MANILA, Philippines – These are just folders made of blue polypropylene, 9.5 inches wide and 28 inches long, to be used for shielding voters from prying eyes as they fill out ballots on election day. Yet the Commission on Elections nearly paid P380 for each of the so-called ballot secrecy folders. The amount was reportedly what the Comelec believed had been recommended by its Bids and Awards Committee, with the deal to supply 1.8 million ballot secrecy folders awarded through negotiated contract to OTC Paper Supply.
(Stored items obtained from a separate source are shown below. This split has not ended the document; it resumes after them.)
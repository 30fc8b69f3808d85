use serde::{Deserialize, Serialize};

#[derive(Debug, Clone, Copy, Serialize, Deserialize, PartialEq, Eq, Hash, PartialOrd, Ord)]
#[serde(rename_all = "lowercase")]
pub enum MediaFormat {
    Mp4,
    Mp3,
    Webm,
}

impl Default for MediaFormat {
    fn default() -> Self {
        MediaFormat::Mp4
    }
}

#[derive(Debug, Clone, Copy, Serialize, Deserialize, PartialEq, Eq, Hash, PartialOrd, Ord)]
pub enum Quality {
    #[serde(rename = "1080p")]
    P1080,
    #[serde(rename = "720p")]
    P720,
    #[serde(rename = "480p")]
    P480,
    #[serde(rename = "360p")]
    P360,
}

impl Default for Quality {
    fn default() -> Self {
        Quality::P720
    }
}

/// Fixed catalogs backing the selectors; there is no capability probing.
pub const FORMATS: [MediaFormat; 3] = [MediaFormat::Mp4, MediaFormat::Mp3, MediaFormat::Webm];
pub const QUALITIES: [Quality; 4] = [Quality::P1080, Quality::P720, Quality::P480, Quality::P360];

#[derive(Debug, Clone, Copy, PartialEq, Eq, serde::Serialize, serde::Deserialize)]
#[serde(rename_all = "lowercase")]
pub enum DownloadStatus {
    Pending,
    Downloading,
    Completed,
    Paused,
    /// Modelled but never produced by the simulation; the list still knows
    /// how to render it.
    Error,
}

#[derive(Debug, Clone, PartialEq, serde::Serialize, serde::Deserialize)]
pub struct DownloadRecord {
    pub id: u64,
    /// The submitted input, verbatim.
    pub url: String,
    /// Display label derived from the source hostname.
    pub title: String,
    pub format: MediaFormat,
    pub quality: Quality,
    /// Percentage in [0, 100]; only advances while `Downloading`.
    pub progress: f32,
    pub status: DownloadStatus,
}

/// What the form hands over on submit.
#[derive(Debug, Clone, PartialEq, serde::Serialize, serde::Deserialize)]
pub struct DownloadRequest {
    pub url: String,
    pub format: MediaFormat,
    pub quality: Quality,
}

pub fn format_str(f: &MediaFormat) -> &'static str {
    match f {
        MediaFormat::Mp4 => "mp4",
        MediaFormat::Mp3 => "mp3",
        MediaFormat::Webm => "webm",
    }
}

pub fn format_label(f: &MediaFormat) -> &'static str {
    match f {
        MediaFormat::Mp4 => "MP4 Video",
        MediaFormat::Mp3 => "MP3 Audio",
        MediaFormat::Webm => "WebM Video",
    }
}

pub fn format_from_str(value: &str) -> Option<MediaFormat> {
    match value {
        "mp4" => Some(MediaFormat::Mp4),
        "mp3" => Some(MediaFormat::Mp3),
        "webm" => Some(MediaFormat::Webm),
        _ => None,
    }
}

pub fn quality_str(q: &Quality) -> &'static str {
    match q {
        Quality::P1080 => "1080p",
        Quality::P720 => "720p",
        Quality::P480 => "480p",
        Quality::P360 => "360p",
    }
}

pub fn quality_label(q: &Quality) -> &'static str {
    match q {
        Quality::P1080 => "1080p Full HD",
        Quality::P720 => "720p HD",
        Quality::P480 => "480p SD",
        Quality::P360 => "360p",
    }
}

pub fn quality_from_str(value: &str) -> Option<Quality> {
    match value {
        "1080p" => Some(Quality::P1080),
        "720p" => Some(Quality::P720),
        "480p" => Some(Quality::P480),
        "360p" => Some(Quality::P360),
        _ => None,
    }
}

pub fn status_str(s: &DownloadStatus) -> &'static str {
    match s {
        DownloadStatus::Pending => "pending",
        DownloadStatus::Downloading => "downloading",
        DownloadStatus::Completed => "completed",
        DownloadStatus::Paused => "paused",
        DownloadStatus::Error => "error",
    }
}

#[cfg(test)]
mod tests {
    use super::*;

    #[test]
    fn selector_values_round_trip() {
        for f in FORMATS {
            assert_eq!(format_from_str(format_str(&f)), Some(f));
        }
        for q in QUALITIES {
            assert_eq!(quality_from_str(quality_str(&q)), Some(q));
        }
        assert_eq!(format_from_str("flac"), None);
        assert_eq!(quality_from_str("8k"), None);
    }

    #[test]
    fn defaults_match_the_initial_selections() {
        assert_eq!(MediaFormat::default(), MediaFormat::Mp4);
        assert_eq!(Quality::default(), Quality::P720);
    }

    #[test]
    fn labels_carry_the_display_copy() {
        assert_eq!(format_label(&MediaFormat::Mp3), "MP3 Audio");
        assert_eq!(quality_label(&Quality::P1080), "1080p Full HD");
        assert_eq!(status_str(&DownloadStatus::Downloading), "downloading");
    }

    #[test]
    fn wire_names_match_the_ui_values() {
        assert_eq!(serde_json::to_string(&Quality::P1080).unwrap(), "\"1080p\"");
        assert_eq!(
            serde_json::to_string(&DownloadStatus::Pending).unwrap(),
            "\"pending\""
        );
    }
}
Only the vigilance of the Parish Pastoral Council for Responsible Voting stopped the overpriced deal. A letter from the PPCRV alerted the Comelec, whose officials then established that the recommended price per folder was only P3.80. The contract, the Comelec emphasized, had not yet been signed and no purchase order had been made as of yesterday. That should be good news for taxpayers. Juan de la Cruz is still saddled with a tab of some P1.2 billion that the Comelec, under Benjamin Abalos, had paid to the Mega Pacific consortium, which won the original poll automation contract. Mega Pacific has refused to return the full payment or take back nearly 2,000 vote counting machines and software.
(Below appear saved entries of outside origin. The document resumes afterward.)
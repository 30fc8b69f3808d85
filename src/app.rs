use yew::prelude::*;
use yew_hooks::use_effect_once;

use crate::components::download_form::DownloadForm;
use crate::components::download_list::DownloadList;
use crate::components::toasts::{Toast, ToastHost, ToastHub, ToastState};
use crate::log;
use crate::manager::DownloadManager;
use crate::queue::DownloadQueue;
use crate::types::{DownloadRecord, DownloadRequest};

#[function_component(App)]
pub fn app() -> Html {
    // Rendered snapshots. The queue and toast stack themselves live in the
    // mut refs below so concurrent timers never race a stale render.
    let records = use_state(Vec::<DownloadRecord>::new);
    let toasts = use_state(Vec::<Toast>::new);

    let queue_cell = use_mut_ref(DownloadQueue::new);
    let toast_cell = use_mut_ref(ToastState::default);

    let toast_hub = {
        let setter = toasts.setter();
        ToastHub::new(toast_cell, Callback::from(move |list| setter.set(list)))
    };
    let manager = {
        let setter = records.setter();
        DownloadManager::new(
            queue_cell,
            Callback::from(move |snapshot| setter.set(snapshot)),
            toast_hub.clone(),
        )
    };

    use_effect_once(move || {
        log::info(
            "app_start",
            serde_json::json!({ "version": env!("CARGO_PKG_VERSION") }),
        );
        || ()
    });

    let on_submit = {
        let manager = manager.clone();
        Callback::from(move |request: DownloadRequest| manager.submit(&request).is_ok())
    };

    let on_toggle = {
        let manager = manager.clone();
        Callback::from(move |id: u64| manager.toggle(id))
    };

    let on_dismiss = {
        let toast_hub = toast_hub.clone();
        Callback::from(move |id: u64| toast_hub.dismiss(id))
    };

    html! {
        <main class="container">
            <header class="app-header">
                <h1>{"Video Downloader"}</h1>
                <p class="subtitle">{"Download videos from any URL"}</p>
                <p class="notice">
                    {"\u{26a0}\u{fe0f} Ensure you have permission to download content"}
                </p>
            </header>

            <section class="form-card">
                <DownloadForm on_submit={on_submit} />
            </section>

            <DownloadList records={(*records).clone()} on_toggle={on_toggle} />
            <ToastHost toasts={(*toasts).clone()} on_dismiss={on_dismiss} />

            <footer class="app-footer">
                { format!(
                    "v{} \u{00b7} rustc {} \u{00b7} built {}",
                    env!("CARGO_PKG_VERSION"),
                    env!("VERGEN_RUSTC_SEMVER"),
                    env!("VERGEN_BUILD_TIMESTAMP"),
                ) }
            </footer>
        </main>
    }
}
//! Message grouping and chronological layout engine for chat thread UIs.
//!
//! This crate takes the flat, chronologically ordered message list a chat
//! session produces and partitions it into visually coherent groups: runs of
//! adjacent messages from the same party collapse into one block with a
//! shared avatar, date header, name label, and trailing status glyph. Each
//! message is tagged with its position inside its group, which also drives
//! the bubble corner-radius styling.
//!
//! The engine is a pure, synchronous leaf component. It never re-sorts its
//! input, never inspects message content, and recomputes the full grouping
//! from scratch on every call; callers replace the previous result wholesale
//! after each mutation of the message list.
//!
//! ```
//! use threadview::{ChatMessage, DeliveryStatus, MessageGrouper, Sender, SenderRole};
//! use chrono::{TimeZone, Utc};
//!
//! let grouper = MessageGrouper::new();
//! let messages = vec![ChatMessage {
//!     id: "m1".to_string(),
//!     sender: Some(Sender::new("alice", SenderRole::Customer)),
//!     content: vec![],
//!     created_at: Utc.timestamp_opt(0, 0).unwrap(),
//!     status: DeliveryStatus::Sent,
//! }];
//!
//! let groups = grouper.group(&messages, "me");
//! assert_eq!(groups.len(), 1);
//! ```

mod authorship;
mod corners;
mod error;
mod grouper;
mod partition;
mod types;


pub use authorship::{Authorship, classify};
pub use corners::{CornerRadii, CornerRadius, bubble_corners};
pub use error::{Result, ThreadviewError};
pub use grouper::MessageGrouper;
pub use types::{
    ChatMessage, DeliveryStatus, GroupPosition, GroupedMessage, GrouperConfig, MessageContent,
    MessageGroup, Sender, SenderRole,
};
Although the Comelec has been purging its ranks of officials and personnel whose unscrupulous activities have eroded public trust in the poll body, full cleansing is unlikely to be accomplished overnight. Where there’s big money to be made, there is always the possibility of public servants engaging in crooked activities. But there must also be enough people in the Comelec who want to restore public trust in the poll body after the scandals of the past years.
Comelec officials are still investigating whether someone had tried to pull a fast one on the poll body in the case of the ballot secrecy folders. This is one potential overprice that was aborted. Are there similar deals being cooked up or that have been finalized and implemented? The Comelec must increase its vigilance and try to find out.